TASK INSTRUCTIONS —
Copy each line below in which the string "else" appears.

SUPPLIED MATERIAL —
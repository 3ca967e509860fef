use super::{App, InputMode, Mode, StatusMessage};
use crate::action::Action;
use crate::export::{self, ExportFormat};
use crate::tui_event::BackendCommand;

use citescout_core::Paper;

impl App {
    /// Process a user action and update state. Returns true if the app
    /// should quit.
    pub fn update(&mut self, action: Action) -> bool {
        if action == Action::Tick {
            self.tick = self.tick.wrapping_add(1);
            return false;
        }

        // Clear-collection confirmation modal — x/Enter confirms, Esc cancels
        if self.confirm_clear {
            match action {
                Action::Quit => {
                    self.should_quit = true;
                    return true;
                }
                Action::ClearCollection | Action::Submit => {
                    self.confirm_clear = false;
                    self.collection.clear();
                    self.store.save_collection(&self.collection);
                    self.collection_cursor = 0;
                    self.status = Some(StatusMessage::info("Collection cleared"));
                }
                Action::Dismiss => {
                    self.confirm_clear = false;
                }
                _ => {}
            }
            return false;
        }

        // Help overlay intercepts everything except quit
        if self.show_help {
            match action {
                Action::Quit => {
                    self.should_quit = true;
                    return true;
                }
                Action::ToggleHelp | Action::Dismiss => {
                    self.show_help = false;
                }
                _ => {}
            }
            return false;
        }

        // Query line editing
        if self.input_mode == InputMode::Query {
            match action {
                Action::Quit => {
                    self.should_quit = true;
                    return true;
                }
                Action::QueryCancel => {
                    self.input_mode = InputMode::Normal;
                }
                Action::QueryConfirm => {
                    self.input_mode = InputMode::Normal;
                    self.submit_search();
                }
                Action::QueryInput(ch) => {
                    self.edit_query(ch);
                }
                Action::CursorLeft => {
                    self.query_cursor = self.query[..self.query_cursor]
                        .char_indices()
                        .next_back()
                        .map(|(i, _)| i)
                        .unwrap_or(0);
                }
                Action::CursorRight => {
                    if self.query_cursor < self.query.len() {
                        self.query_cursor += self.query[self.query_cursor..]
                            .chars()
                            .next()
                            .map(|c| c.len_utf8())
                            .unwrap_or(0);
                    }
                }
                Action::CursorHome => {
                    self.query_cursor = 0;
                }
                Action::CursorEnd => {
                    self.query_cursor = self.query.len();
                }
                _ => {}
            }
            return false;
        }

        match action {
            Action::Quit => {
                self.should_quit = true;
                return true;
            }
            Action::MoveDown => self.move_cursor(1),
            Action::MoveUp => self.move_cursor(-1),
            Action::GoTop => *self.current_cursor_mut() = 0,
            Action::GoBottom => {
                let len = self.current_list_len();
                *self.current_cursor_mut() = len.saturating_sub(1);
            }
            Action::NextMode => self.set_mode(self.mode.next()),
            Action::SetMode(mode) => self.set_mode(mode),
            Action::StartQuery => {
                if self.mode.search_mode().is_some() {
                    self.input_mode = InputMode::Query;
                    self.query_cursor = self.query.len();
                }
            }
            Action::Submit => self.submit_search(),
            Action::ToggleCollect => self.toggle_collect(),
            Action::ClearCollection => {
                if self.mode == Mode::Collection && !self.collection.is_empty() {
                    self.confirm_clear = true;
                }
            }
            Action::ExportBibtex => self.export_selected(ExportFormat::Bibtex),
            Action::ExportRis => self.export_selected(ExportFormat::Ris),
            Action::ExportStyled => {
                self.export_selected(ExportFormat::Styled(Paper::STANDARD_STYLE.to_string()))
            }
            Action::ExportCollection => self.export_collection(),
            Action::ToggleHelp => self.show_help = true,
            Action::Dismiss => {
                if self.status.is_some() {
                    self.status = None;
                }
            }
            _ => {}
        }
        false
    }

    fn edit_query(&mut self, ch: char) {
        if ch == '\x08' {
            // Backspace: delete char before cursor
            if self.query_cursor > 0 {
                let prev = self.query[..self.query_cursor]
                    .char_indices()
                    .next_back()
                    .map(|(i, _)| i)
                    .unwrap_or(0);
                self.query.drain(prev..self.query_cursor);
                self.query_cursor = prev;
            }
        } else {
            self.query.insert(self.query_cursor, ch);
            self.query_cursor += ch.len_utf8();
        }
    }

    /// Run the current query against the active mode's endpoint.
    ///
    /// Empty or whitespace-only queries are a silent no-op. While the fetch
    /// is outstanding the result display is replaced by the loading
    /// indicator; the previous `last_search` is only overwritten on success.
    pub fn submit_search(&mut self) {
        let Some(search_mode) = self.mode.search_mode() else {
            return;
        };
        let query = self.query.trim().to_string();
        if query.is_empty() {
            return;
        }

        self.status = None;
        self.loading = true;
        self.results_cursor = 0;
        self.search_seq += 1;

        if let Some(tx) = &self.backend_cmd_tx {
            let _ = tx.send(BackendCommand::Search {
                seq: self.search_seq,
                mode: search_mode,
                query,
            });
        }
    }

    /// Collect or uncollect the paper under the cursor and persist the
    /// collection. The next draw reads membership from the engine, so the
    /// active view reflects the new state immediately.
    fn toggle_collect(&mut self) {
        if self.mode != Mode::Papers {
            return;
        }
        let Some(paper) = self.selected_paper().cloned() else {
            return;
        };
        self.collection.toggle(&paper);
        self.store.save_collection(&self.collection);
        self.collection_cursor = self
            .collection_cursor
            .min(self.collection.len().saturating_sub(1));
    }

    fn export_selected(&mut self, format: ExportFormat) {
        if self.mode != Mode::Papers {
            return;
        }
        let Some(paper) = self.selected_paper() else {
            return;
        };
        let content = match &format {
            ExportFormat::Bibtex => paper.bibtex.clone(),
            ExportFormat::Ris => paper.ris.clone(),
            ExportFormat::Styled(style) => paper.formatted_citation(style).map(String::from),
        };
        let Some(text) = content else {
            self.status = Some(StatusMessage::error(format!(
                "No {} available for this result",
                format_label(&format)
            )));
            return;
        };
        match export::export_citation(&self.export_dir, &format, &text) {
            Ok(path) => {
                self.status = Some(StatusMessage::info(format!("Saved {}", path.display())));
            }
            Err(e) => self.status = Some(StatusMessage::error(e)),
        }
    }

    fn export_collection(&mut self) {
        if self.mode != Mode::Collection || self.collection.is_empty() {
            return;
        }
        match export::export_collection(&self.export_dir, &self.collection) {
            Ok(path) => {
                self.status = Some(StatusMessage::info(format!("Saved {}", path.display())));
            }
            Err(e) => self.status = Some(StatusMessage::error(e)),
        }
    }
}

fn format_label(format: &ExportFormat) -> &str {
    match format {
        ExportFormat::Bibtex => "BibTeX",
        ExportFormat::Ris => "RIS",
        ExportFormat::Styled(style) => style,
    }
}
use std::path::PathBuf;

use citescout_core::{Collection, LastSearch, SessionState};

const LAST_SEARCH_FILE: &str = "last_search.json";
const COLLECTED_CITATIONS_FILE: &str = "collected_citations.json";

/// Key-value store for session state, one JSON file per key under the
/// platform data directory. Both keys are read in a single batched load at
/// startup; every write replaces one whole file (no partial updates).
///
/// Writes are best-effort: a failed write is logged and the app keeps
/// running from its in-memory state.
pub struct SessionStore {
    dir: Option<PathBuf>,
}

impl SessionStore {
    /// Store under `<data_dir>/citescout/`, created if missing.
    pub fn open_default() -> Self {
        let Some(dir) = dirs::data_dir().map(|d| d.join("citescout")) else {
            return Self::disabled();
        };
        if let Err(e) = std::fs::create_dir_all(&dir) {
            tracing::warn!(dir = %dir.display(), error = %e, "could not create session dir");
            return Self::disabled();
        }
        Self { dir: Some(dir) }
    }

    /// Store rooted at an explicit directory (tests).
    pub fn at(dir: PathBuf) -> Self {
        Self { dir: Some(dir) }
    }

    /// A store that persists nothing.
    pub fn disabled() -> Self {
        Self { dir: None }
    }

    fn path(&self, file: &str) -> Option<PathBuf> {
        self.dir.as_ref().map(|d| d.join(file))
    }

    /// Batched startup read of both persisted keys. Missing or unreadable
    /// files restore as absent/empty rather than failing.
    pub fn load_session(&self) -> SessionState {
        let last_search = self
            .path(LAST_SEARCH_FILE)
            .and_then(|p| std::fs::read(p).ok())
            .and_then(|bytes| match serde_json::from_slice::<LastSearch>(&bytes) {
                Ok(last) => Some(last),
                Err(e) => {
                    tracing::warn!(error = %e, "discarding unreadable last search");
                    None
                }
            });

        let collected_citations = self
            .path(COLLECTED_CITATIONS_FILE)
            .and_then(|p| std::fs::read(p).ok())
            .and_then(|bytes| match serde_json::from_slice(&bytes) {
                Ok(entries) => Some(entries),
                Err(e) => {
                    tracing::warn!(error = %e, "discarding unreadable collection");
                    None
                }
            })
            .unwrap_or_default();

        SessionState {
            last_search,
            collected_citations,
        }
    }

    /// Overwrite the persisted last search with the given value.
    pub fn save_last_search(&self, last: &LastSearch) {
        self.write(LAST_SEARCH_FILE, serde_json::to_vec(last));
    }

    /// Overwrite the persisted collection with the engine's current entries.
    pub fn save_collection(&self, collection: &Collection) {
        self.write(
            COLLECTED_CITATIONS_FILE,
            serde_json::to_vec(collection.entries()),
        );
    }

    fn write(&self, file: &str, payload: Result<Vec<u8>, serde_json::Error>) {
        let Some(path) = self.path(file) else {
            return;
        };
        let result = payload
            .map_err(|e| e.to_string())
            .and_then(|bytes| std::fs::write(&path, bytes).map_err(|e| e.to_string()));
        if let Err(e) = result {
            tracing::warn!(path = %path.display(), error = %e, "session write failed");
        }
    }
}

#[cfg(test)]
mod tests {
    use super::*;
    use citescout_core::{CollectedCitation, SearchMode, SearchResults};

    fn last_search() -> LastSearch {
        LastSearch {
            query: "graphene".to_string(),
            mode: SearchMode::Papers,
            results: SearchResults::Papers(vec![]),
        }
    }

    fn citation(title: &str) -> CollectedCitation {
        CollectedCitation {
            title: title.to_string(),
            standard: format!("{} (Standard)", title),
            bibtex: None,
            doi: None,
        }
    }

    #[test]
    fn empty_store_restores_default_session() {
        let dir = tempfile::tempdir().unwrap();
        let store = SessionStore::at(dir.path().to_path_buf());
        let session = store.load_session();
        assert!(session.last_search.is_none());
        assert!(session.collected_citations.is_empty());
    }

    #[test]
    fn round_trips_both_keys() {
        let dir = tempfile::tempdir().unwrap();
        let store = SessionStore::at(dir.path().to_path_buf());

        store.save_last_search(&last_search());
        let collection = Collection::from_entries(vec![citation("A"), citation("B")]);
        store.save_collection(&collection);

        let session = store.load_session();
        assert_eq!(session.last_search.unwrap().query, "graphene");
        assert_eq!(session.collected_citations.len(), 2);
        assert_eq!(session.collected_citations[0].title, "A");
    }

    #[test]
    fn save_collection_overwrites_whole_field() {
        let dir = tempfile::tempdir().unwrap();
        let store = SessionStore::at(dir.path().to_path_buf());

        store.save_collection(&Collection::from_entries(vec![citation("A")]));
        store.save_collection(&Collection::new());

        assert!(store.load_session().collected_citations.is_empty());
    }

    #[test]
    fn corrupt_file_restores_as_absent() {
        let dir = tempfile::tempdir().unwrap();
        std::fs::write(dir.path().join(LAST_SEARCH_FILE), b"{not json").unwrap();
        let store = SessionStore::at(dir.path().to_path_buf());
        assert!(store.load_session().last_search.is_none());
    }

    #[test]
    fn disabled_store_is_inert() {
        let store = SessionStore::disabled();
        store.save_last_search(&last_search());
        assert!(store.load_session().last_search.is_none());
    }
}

SOLUTION FOR THIS PROBLEM —
        } else {
        let Some(search_mode) = self.mode.search_mode() else {
        let Some(paper) = self.selected_paper().cloned() else {
        let Some(paper) = self.selected_paper() else {
        let Some(text) = content else {
        let Some(dir) = dirs::data_dir().map(|d| d.join("citescout")) else {
        let Some(path) = self.path(file) else {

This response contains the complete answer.